Please state in a single number how many lines of the entries below include the word "source".

-*-*-

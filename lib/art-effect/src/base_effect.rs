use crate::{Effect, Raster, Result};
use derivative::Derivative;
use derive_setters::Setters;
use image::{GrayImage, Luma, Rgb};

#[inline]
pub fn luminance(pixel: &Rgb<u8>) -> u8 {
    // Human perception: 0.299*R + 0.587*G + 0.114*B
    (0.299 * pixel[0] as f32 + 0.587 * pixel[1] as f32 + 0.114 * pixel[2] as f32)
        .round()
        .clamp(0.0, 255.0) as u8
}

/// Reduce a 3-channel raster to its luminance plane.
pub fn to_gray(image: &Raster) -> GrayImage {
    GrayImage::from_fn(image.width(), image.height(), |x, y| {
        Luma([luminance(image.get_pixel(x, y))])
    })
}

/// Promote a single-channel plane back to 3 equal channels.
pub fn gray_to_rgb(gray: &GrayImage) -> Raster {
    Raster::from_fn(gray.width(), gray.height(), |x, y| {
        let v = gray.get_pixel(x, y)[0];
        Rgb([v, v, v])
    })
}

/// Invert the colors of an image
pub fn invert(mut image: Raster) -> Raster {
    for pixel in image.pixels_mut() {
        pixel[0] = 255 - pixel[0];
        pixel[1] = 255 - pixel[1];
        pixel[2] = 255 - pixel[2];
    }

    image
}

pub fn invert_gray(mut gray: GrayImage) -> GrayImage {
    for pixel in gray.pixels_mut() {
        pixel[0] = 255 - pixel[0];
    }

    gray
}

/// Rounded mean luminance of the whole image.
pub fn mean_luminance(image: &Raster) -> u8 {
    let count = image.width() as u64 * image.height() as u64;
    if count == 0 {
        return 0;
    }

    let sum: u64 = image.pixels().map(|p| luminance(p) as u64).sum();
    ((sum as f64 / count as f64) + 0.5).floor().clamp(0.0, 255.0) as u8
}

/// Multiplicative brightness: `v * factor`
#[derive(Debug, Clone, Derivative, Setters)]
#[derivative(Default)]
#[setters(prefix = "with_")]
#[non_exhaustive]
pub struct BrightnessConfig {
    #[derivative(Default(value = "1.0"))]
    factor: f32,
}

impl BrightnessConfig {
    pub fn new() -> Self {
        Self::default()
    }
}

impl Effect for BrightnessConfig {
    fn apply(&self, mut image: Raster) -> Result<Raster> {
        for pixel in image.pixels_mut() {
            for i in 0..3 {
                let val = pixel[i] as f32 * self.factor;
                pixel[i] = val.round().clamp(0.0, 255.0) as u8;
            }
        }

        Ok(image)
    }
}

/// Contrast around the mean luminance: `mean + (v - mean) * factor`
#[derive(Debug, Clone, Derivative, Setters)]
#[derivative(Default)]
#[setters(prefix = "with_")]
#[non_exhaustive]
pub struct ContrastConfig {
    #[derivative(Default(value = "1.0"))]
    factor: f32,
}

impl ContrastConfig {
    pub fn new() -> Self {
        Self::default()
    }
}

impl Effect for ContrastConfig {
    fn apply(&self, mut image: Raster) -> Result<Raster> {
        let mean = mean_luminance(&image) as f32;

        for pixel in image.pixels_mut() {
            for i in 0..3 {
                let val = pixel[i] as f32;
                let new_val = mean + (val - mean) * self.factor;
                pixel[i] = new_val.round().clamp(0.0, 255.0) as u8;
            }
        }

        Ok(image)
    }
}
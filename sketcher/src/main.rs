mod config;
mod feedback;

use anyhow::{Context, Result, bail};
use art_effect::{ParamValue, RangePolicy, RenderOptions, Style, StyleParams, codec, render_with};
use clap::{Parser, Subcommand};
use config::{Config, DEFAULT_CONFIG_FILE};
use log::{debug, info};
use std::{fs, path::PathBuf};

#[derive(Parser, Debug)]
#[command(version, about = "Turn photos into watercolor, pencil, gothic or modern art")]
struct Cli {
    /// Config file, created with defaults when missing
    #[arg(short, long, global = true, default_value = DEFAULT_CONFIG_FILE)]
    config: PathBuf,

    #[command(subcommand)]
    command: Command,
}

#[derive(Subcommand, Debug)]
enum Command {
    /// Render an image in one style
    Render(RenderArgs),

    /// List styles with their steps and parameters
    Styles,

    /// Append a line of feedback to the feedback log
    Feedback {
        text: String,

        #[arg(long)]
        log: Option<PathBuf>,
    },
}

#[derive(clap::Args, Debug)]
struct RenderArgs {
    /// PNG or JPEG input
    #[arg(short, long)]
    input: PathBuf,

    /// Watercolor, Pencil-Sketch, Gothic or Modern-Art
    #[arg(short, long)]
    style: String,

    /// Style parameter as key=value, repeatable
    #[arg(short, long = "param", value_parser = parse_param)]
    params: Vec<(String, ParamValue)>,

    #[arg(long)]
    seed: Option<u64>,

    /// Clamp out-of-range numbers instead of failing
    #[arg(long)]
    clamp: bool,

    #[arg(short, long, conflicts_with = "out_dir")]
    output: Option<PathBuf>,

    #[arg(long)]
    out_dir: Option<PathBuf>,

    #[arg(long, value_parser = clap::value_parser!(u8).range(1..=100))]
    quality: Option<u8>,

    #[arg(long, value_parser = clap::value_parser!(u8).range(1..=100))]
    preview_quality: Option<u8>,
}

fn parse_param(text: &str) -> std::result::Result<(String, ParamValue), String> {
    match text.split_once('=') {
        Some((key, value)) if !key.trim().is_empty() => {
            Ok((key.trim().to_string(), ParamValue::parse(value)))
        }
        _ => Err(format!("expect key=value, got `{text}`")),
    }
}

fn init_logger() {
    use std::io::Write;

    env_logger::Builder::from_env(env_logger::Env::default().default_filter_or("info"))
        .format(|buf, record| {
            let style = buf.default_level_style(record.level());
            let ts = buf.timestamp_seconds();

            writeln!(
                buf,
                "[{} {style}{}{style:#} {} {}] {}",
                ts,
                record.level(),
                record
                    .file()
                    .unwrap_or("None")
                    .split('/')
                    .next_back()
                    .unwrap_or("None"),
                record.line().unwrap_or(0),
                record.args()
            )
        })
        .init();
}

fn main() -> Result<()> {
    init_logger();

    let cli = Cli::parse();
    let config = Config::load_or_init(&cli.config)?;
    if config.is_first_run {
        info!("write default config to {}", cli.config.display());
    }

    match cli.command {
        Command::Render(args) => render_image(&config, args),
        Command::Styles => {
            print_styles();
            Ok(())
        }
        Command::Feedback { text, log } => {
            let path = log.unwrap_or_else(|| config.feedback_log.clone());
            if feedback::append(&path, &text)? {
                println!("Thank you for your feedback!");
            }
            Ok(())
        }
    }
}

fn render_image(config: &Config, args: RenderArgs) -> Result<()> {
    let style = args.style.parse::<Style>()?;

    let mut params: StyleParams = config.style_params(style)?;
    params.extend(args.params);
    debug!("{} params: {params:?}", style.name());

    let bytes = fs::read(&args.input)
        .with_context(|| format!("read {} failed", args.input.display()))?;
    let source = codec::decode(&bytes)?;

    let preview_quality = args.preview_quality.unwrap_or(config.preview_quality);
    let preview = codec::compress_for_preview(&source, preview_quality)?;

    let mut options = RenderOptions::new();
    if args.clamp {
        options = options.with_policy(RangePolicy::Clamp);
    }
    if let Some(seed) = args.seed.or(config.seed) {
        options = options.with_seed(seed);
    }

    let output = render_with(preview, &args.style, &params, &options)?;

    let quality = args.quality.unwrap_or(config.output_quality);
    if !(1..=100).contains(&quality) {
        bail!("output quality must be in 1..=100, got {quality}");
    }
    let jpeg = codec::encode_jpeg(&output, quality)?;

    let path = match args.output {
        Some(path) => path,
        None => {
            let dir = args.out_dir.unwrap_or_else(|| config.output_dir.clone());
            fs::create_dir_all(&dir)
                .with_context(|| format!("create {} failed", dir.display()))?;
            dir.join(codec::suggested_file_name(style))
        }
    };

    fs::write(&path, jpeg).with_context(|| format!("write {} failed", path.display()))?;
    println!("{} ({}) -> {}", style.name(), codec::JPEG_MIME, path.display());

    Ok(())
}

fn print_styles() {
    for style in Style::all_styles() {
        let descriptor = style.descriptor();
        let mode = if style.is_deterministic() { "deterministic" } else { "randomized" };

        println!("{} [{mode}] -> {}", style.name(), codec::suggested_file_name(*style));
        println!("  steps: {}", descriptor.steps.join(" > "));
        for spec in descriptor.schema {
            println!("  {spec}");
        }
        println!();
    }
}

-*-*-

▶ **RESPONSE BELOW**:
2